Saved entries

= = = =

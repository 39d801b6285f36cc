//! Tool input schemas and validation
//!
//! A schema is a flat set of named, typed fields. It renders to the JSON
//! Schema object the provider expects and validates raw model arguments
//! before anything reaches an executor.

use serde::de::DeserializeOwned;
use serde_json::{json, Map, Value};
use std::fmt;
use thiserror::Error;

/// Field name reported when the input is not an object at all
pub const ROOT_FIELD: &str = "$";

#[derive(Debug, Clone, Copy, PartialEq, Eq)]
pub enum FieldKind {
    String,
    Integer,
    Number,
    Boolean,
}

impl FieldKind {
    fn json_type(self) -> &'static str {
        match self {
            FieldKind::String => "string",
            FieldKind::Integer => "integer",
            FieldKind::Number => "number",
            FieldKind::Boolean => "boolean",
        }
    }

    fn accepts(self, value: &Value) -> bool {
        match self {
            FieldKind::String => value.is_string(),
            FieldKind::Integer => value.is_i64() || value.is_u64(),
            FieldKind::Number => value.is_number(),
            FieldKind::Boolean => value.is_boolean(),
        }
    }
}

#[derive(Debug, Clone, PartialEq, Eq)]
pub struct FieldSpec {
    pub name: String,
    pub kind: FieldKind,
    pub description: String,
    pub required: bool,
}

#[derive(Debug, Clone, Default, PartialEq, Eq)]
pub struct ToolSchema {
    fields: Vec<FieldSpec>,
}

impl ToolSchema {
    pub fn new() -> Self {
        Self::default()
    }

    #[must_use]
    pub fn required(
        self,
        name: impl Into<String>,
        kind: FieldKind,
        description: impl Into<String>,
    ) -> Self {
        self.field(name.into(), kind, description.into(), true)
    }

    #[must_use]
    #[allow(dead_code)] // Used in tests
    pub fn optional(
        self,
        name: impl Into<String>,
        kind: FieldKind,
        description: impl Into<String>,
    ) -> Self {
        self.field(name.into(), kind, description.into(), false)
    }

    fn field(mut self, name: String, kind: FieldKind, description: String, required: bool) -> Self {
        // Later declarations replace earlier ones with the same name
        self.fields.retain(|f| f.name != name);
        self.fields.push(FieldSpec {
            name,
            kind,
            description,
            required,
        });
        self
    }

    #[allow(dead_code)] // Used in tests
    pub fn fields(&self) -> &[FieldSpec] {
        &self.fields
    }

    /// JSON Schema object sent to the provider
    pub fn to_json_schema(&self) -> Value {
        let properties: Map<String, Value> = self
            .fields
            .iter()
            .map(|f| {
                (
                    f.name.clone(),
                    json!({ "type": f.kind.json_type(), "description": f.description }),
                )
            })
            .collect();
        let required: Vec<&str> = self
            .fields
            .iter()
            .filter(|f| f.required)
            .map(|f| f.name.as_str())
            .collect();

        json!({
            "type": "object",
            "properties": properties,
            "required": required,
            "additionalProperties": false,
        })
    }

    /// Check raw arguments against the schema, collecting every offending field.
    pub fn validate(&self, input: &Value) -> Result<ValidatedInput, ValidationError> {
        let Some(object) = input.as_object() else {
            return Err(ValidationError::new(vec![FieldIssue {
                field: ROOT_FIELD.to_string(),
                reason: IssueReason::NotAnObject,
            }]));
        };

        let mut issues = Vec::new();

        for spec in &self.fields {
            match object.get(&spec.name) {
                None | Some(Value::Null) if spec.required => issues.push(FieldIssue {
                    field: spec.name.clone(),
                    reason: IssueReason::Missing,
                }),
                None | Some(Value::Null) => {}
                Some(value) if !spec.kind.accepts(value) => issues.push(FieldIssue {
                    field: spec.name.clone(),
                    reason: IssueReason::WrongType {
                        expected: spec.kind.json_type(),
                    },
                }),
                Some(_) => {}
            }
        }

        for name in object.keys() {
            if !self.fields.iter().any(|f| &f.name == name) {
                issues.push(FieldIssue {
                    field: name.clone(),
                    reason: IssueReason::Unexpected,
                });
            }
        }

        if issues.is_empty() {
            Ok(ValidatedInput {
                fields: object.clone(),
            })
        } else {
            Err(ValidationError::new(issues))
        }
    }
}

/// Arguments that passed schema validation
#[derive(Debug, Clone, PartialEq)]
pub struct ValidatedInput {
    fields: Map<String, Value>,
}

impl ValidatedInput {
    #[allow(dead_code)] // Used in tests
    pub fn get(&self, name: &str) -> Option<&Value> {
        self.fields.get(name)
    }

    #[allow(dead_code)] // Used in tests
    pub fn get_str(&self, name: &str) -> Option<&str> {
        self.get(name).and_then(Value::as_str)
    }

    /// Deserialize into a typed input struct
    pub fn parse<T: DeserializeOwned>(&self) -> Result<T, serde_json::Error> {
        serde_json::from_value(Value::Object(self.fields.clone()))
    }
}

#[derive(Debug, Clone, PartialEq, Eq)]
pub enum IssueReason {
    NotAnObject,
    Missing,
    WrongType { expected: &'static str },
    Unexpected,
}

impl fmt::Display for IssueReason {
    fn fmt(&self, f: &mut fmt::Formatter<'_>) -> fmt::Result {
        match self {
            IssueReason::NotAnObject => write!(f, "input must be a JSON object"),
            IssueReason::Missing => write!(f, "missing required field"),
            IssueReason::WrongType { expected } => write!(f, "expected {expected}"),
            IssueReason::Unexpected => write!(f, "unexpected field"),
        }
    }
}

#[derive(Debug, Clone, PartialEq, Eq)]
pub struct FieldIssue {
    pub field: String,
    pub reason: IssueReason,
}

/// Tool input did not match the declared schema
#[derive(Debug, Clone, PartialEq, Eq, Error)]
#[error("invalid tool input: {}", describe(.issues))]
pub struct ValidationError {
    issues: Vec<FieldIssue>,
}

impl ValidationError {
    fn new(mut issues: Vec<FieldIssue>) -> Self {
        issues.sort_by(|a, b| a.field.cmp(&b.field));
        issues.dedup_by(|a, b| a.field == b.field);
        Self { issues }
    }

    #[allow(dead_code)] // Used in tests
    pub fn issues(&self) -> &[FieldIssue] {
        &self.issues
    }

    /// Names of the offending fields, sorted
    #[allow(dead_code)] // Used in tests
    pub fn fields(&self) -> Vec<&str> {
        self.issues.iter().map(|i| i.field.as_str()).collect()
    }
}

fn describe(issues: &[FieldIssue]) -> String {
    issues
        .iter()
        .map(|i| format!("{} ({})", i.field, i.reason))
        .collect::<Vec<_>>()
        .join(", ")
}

= = = =

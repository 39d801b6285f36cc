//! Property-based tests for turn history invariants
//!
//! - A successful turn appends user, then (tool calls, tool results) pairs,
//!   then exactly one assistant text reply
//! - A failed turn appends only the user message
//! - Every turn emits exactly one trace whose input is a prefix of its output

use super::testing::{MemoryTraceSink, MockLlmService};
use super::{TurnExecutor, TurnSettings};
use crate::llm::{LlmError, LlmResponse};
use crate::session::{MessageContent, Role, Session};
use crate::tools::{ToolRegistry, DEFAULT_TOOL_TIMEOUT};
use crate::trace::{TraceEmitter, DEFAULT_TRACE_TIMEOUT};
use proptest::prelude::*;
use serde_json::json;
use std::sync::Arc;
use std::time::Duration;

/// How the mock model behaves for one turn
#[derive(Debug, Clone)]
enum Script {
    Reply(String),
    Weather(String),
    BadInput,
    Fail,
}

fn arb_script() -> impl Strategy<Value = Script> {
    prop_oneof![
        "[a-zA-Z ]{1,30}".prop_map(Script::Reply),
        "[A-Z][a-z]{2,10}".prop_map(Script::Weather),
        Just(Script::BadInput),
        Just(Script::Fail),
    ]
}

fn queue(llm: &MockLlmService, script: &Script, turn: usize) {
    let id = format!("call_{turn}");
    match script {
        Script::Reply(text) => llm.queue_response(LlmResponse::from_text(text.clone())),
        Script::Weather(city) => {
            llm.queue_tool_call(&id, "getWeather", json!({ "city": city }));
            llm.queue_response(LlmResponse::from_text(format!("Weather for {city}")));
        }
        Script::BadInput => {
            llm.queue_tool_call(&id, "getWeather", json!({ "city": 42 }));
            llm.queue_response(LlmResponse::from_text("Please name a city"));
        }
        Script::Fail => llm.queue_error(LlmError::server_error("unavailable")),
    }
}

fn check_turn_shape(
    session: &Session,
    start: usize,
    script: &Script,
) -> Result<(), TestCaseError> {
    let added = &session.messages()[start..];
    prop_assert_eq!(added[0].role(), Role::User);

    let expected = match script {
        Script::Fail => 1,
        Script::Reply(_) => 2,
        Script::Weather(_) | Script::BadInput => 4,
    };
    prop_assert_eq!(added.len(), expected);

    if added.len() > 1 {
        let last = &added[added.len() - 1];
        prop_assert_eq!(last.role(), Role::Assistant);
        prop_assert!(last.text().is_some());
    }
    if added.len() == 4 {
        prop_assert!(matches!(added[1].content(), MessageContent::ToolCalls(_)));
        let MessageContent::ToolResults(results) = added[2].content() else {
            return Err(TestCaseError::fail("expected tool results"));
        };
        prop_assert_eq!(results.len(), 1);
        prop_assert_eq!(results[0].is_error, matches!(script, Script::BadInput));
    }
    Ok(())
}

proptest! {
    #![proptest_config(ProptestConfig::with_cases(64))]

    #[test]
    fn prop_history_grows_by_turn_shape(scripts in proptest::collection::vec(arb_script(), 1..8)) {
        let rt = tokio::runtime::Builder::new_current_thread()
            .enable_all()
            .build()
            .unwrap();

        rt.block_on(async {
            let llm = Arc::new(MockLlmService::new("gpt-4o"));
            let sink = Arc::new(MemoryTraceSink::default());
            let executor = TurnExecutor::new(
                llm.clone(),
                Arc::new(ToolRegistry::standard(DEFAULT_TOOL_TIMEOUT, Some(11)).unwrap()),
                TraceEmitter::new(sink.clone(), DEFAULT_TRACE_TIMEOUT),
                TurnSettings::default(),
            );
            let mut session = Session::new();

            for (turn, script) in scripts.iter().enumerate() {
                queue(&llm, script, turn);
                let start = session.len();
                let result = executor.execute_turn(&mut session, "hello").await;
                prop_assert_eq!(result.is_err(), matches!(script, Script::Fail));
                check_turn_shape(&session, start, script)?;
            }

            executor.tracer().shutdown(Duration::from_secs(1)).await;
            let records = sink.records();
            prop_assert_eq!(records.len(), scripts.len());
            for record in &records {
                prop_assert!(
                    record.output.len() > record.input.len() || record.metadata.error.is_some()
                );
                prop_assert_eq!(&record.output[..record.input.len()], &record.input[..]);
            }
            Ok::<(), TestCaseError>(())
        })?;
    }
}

= = = =

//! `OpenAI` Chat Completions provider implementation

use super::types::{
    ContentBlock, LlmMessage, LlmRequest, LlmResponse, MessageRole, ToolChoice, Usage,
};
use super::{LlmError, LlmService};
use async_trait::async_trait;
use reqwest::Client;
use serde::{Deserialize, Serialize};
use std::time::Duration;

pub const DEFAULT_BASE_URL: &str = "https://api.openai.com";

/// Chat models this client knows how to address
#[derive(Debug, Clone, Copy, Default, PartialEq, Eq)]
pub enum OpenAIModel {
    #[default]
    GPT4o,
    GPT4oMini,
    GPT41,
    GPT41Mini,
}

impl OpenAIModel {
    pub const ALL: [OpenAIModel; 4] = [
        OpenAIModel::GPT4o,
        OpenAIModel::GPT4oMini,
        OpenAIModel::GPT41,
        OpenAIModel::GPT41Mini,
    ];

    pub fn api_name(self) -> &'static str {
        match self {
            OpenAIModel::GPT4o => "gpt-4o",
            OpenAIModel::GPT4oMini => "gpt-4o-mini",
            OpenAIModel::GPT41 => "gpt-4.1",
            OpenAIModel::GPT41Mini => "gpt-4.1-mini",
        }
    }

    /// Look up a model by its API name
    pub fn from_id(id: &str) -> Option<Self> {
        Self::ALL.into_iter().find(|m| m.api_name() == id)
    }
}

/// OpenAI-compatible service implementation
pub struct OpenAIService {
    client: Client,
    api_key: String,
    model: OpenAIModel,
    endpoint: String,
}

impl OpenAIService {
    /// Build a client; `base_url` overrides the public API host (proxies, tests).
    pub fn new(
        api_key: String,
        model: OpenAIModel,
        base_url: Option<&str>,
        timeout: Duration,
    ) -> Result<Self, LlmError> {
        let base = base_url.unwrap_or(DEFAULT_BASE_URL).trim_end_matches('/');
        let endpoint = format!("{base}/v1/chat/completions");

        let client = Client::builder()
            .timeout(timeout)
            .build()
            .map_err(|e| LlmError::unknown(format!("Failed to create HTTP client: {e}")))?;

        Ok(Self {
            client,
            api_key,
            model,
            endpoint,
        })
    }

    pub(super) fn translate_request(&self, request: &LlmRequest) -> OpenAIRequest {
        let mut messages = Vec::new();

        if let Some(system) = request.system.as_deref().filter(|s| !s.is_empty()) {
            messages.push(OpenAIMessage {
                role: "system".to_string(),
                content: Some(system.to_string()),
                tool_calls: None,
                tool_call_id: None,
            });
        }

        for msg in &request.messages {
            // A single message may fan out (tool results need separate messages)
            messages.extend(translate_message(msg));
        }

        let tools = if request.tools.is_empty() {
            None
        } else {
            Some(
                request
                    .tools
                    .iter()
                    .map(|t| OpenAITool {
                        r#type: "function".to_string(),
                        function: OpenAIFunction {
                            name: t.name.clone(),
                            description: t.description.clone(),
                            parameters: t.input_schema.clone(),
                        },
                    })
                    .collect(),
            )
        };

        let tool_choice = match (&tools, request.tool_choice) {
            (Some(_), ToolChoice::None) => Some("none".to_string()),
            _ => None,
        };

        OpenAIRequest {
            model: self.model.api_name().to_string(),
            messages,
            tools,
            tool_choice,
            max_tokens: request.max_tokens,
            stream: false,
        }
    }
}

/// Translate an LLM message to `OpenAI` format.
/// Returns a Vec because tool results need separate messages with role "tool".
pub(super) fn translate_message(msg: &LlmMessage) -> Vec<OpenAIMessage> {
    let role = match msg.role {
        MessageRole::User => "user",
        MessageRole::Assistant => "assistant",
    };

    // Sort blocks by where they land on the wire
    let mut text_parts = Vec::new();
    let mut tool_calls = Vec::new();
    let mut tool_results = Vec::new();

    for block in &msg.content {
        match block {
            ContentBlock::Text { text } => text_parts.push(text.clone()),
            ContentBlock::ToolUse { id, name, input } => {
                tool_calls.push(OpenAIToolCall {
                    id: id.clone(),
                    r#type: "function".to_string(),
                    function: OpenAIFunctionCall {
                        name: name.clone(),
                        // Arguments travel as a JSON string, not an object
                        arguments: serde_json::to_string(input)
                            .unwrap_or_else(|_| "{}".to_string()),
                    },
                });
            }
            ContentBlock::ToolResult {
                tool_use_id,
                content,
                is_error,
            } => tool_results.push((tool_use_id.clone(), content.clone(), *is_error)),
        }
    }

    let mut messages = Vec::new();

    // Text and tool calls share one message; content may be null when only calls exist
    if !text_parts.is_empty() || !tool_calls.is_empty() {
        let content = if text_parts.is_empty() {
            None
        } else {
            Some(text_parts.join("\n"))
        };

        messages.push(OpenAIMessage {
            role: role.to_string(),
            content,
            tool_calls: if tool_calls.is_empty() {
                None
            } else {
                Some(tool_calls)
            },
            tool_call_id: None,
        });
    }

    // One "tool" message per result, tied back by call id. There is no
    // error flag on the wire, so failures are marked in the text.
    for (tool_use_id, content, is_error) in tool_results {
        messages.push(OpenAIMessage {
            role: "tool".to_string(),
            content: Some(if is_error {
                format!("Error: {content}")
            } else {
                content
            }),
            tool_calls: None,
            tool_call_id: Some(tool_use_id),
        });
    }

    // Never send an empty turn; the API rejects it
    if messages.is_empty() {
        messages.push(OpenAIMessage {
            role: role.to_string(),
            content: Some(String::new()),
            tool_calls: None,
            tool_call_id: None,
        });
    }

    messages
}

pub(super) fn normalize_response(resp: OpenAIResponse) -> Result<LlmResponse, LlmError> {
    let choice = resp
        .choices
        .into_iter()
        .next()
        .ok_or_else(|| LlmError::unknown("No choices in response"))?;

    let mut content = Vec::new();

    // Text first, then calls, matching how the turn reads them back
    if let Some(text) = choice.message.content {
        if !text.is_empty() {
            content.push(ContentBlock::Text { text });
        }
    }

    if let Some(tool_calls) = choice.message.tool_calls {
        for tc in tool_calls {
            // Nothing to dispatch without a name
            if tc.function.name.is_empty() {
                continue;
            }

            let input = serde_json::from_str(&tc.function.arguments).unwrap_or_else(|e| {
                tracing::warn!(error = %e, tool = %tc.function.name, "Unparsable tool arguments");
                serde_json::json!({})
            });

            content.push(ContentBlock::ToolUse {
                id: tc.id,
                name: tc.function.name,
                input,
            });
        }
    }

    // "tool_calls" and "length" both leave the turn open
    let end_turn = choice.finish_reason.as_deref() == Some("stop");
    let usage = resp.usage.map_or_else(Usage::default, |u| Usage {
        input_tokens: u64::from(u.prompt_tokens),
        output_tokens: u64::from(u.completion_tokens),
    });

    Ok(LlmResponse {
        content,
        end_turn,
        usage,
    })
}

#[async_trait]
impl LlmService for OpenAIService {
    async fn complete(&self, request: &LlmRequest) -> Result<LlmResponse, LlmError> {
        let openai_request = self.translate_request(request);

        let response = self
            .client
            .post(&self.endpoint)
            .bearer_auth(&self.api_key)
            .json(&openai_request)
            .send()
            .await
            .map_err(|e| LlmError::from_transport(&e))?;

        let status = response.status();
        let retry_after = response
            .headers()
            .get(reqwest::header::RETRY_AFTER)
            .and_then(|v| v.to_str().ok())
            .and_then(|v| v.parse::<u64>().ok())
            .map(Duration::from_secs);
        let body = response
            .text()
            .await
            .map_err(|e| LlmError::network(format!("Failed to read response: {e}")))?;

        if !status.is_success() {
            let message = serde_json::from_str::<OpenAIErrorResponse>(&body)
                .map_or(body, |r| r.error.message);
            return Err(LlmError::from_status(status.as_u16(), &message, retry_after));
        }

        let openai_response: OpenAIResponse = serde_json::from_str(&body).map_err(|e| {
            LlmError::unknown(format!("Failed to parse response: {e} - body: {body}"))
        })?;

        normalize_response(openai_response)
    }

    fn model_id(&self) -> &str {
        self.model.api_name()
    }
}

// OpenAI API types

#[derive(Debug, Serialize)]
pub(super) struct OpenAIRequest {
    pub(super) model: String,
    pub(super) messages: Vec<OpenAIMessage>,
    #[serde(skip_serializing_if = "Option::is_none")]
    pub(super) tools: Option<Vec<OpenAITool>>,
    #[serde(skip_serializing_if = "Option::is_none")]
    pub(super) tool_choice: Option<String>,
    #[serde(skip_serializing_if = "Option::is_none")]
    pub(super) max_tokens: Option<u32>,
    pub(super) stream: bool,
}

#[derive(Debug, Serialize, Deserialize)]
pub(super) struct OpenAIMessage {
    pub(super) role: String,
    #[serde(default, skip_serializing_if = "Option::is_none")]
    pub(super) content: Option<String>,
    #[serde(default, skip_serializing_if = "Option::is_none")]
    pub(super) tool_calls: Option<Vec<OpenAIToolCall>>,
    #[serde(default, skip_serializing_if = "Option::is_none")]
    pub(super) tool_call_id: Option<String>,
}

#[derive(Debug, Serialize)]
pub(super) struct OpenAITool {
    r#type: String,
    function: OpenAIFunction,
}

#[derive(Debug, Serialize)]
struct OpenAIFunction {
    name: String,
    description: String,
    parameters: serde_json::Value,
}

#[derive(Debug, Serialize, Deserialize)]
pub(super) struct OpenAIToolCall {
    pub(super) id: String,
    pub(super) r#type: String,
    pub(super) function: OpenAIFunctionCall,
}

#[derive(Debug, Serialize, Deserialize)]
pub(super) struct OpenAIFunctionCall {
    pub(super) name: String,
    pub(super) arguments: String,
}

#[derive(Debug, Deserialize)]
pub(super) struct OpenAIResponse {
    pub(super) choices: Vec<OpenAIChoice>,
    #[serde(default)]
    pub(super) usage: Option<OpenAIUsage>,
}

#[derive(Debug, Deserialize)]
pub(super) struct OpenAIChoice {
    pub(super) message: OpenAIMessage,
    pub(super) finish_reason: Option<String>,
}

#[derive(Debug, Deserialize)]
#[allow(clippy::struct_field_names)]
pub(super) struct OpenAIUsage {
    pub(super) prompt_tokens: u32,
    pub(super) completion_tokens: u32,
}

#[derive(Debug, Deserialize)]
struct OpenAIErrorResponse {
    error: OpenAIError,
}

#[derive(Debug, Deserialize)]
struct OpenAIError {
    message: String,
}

= = = =

*EXERCISE*. Nothing but a number should be given: how many lines in the records hold the word "FieldIssue".

*ANSWER TO THIS TASK*. 9